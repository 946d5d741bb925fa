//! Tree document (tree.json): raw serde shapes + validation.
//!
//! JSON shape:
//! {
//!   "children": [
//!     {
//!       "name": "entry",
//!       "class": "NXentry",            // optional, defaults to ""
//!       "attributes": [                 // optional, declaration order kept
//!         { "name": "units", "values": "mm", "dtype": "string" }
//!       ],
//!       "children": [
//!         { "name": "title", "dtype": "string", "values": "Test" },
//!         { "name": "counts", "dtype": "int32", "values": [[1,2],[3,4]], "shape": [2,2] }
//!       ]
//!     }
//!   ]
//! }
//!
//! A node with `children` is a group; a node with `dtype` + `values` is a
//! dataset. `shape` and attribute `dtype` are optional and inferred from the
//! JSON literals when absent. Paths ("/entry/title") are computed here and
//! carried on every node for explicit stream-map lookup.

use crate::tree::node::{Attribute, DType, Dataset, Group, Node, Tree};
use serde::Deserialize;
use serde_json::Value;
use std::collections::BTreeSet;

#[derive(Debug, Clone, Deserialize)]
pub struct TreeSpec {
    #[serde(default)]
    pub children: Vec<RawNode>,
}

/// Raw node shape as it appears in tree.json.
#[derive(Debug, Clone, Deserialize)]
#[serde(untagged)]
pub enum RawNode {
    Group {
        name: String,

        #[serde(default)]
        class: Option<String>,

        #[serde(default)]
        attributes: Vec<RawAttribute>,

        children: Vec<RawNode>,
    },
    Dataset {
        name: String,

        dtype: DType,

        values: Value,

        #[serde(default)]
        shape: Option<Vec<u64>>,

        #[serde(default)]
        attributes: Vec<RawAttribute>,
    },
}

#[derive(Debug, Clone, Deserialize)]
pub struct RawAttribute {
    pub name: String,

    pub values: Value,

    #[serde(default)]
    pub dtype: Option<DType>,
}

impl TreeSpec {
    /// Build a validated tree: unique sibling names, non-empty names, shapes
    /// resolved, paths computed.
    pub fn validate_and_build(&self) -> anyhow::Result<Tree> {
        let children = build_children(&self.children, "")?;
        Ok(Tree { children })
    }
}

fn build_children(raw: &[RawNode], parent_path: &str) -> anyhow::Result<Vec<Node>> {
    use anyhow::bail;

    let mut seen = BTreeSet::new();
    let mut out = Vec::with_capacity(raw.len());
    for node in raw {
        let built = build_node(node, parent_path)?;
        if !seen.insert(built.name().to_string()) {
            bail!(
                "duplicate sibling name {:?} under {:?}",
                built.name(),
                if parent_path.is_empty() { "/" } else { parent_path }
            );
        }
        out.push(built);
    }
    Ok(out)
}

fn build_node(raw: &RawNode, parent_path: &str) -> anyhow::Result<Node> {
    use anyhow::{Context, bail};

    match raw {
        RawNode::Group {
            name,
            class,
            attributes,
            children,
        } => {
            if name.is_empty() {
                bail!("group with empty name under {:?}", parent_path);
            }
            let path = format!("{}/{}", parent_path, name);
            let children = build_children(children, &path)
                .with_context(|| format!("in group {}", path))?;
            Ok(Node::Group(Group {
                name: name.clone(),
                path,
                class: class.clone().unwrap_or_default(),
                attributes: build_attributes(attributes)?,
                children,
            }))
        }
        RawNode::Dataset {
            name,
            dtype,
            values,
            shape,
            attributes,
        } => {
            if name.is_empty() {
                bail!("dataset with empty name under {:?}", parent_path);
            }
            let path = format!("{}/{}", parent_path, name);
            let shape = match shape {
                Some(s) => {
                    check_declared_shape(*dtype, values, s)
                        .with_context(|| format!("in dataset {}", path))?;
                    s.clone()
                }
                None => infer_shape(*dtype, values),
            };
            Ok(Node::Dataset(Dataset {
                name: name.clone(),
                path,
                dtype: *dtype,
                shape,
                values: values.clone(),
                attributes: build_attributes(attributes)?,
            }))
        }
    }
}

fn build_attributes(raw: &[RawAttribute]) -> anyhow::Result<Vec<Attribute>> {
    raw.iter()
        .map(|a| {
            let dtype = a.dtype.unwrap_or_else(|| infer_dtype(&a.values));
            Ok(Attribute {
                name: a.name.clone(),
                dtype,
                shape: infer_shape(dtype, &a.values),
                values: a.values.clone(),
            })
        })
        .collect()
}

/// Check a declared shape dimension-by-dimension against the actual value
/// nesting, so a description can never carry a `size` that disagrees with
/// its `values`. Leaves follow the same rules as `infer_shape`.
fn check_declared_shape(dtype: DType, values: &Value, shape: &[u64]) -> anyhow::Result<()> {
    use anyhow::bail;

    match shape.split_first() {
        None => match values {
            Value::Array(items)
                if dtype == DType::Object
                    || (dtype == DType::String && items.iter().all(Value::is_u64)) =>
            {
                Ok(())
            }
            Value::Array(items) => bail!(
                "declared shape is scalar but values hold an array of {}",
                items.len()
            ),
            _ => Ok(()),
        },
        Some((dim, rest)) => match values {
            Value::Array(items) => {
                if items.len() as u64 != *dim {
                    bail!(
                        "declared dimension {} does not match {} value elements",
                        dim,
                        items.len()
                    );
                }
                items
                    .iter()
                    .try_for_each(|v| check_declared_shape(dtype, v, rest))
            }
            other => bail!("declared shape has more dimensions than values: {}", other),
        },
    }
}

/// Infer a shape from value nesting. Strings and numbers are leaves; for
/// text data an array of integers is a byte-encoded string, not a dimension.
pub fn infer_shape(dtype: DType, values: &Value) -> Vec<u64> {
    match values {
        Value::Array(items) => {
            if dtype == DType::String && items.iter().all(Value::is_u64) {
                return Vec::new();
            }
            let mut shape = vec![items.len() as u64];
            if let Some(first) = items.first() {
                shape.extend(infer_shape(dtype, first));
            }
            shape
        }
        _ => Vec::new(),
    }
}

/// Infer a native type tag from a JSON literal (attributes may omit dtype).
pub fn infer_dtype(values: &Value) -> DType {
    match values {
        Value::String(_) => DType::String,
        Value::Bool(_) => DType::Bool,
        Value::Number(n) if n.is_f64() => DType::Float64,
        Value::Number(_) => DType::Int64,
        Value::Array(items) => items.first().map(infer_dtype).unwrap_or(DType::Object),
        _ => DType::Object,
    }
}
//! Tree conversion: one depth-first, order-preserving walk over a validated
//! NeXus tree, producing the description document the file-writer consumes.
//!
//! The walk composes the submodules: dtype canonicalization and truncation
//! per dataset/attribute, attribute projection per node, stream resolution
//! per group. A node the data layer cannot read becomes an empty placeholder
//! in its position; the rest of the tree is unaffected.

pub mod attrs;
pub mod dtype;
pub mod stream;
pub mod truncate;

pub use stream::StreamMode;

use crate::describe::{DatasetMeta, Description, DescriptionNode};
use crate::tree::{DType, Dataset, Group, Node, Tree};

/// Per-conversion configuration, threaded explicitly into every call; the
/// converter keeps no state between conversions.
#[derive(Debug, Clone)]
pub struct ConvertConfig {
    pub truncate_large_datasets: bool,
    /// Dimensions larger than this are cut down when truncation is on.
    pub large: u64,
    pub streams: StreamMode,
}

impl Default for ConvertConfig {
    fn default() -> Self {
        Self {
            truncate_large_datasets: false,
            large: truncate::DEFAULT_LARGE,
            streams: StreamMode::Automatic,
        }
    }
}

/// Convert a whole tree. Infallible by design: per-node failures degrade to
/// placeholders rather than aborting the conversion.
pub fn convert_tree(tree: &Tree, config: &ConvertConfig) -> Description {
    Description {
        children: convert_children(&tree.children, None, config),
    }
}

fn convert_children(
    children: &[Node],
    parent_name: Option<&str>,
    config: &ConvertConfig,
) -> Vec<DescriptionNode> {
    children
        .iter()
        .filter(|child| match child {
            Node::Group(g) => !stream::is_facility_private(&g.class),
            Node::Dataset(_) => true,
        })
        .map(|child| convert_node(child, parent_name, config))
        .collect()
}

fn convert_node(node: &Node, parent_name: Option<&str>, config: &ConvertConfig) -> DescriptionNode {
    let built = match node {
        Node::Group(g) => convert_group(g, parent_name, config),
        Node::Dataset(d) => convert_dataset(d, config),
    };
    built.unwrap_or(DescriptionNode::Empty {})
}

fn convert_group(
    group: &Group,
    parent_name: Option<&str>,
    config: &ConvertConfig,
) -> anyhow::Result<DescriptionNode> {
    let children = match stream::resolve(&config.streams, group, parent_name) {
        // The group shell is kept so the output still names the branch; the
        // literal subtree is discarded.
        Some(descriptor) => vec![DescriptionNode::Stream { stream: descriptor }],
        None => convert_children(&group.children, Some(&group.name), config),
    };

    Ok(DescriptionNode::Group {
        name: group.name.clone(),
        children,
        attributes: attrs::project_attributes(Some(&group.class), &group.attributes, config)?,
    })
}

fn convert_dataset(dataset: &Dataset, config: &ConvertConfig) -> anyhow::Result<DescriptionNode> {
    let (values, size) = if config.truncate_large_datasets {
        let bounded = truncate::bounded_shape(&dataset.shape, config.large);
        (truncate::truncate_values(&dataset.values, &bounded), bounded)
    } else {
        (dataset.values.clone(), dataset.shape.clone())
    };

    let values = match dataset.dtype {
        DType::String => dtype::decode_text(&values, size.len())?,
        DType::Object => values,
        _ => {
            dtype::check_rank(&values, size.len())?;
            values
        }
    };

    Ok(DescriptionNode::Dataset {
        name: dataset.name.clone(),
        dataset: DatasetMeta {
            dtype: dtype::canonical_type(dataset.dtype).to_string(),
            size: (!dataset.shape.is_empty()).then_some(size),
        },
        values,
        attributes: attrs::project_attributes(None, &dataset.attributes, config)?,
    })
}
════
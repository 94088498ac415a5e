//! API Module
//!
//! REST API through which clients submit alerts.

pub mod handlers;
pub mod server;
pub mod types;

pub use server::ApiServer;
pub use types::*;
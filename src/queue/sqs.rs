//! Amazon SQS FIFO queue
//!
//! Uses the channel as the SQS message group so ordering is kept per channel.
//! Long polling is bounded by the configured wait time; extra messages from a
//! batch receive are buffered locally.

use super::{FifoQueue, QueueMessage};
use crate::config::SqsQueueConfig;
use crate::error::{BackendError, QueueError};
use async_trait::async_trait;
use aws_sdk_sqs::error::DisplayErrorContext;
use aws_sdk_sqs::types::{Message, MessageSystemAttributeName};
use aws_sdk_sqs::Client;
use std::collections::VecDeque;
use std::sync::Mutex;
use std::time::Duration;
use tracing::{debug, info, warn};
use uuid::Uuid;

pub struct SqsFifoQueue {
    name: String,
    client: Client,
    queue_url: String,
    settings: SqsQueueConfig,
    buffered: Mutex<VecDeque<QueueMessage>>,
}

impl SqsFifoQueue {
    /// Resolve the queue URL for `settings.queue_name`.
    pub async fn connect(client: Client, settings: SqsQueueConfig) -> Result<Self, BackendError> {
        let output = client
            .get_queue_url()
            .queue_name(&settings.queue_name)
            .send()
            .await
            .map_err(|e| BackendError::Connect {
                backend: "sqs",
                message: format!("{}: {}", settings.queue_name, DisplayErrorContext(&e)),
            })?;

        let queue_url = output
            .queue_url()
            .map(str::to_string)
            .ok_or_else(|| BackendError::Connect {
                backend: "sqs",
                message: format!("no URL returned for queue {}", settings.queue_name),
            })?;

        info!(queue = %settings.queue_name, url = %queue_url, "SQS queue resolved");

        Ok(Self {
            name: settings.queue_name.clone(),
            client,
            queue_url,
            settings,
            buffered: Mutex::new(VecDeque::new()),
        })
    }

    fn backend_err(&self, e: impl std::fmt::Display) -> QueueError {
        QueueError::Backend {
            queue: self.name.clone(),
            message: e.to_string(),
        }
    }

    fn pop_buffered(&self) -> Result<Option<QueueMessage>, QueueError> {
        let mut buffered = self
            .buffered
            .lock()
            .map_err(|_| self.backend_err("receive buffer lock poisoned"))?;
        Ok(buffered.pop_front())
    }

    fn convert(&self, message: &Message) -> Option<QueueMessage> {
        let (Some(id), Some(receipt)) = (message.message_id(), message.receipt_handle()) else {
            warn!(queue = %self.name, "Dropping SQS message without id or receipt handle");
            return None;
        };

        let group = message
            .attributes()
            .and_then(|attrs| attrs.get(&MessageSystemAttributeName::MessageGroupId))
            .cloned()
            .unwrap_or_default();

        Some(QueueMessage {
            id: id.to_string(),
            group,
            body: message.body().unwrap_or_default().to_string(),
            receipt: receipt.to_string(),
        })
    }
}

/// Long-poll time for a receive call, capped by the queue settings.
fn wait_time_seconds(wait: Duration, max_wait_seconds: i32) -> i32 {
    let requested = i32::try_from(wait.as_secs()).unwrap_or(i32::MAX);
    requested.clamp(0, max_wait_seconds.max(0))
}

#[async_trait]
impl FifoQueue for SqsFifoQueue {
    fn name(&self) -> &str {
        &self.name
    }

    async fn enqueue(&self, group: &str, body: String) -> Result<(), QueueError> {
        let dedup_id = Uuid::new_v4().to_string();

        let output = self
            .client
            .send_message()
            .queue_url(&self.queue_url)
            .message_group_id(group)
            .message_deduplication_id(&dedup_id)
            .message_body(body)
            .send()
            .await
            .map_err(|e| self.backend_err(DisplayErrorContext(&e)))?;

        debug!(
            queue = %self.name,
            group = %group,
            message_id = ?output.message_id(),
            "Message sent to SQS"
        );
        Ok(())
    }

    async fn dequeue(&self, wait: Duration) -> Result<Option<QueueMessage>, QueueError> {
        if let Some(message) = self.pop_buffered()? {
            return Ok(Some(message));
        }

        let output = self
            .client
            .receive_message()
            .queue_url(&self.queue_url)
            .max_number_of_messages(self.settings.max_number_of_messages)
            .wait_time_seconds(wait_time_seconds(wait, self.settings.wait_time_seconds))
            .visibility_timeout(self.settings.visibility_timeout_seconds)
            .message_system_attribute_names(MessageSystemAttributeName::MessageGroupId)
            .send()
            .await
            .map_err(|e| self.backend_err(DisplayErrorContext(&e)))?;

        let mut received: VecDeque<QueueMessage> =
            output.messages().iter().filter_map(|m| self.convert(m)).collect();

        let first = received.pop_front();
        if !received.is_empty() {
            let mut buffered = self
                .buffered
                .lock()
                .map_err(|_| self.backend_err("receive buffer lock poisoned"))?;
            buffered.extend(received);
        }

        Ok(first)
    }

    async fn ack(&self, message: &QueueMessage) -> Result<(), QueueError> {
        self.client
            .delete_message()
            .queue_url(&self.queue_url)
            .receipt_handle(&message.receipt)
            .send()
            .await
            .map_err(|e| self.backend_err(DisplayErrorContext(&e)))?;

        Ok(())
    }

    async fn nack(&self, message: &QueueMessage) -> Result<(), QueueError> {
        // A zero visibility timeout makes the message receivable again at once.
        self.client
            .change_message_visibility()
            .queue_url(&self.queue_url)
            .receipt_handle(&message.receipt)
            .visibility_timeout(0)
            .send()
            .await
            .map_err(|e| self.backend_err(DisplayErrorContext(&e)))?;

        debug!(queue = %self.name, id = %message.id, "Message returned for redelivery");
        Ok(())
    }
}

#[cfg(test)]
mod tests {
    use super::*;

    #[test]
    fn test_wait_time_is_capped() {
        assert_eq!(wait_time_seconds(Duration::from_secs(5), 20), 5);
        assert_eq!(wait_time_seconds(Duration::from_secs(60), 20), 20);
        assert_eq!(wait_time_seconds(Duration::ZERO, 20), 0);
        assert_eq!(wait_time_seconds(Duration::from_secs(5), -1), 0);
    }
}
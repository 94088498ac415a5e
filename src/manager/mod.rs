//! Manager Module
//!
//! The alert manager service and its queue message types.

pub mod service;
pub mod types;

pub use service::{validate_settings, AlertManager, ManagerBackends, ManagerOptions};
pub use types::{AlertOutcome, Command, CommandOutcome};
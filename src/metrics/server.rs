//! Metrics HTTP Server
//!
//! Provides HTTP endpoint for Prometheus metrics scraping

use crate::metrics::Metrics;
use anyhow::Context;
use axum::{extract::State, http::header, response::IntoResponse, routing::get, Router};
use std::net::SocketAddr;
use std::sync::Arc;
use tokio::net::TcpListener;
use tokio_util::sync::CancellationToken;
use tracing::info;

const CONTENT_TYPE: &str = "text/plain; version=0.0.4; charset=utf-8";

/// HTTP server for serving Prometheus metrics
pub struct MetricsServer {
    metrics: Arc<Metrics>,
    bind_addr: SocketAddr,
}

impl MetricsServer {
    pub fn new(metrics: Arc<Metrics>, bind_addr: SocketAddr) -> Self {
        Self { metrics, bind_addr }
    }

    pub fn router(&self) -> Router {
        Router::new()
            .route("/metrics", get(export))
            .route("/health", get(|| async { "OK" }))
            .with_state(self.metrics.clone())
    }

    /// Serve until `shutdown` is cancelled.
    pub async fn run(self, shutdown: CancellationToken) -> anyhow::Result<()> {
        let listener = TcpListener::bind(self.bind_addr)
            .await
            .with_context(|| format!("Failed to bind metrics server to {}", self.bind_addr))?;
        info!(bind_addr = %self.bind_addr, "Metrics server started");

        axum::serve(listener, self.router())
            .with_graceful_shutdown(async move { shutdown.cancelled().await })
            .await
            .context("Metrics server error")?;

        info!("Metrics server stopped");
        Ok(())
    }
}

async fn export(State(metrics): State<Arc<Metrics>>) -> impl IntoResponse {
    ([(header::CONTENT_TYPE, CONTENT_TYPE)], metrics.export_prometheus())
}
════
What is being asked. Gather each line from the listing above that holds "CancellationToken".

Response below.
use tokio_util::sync::CancellationToken;
    pub async fn run(self, shutdown: CancellationToken) -> anyhow::Result<()> {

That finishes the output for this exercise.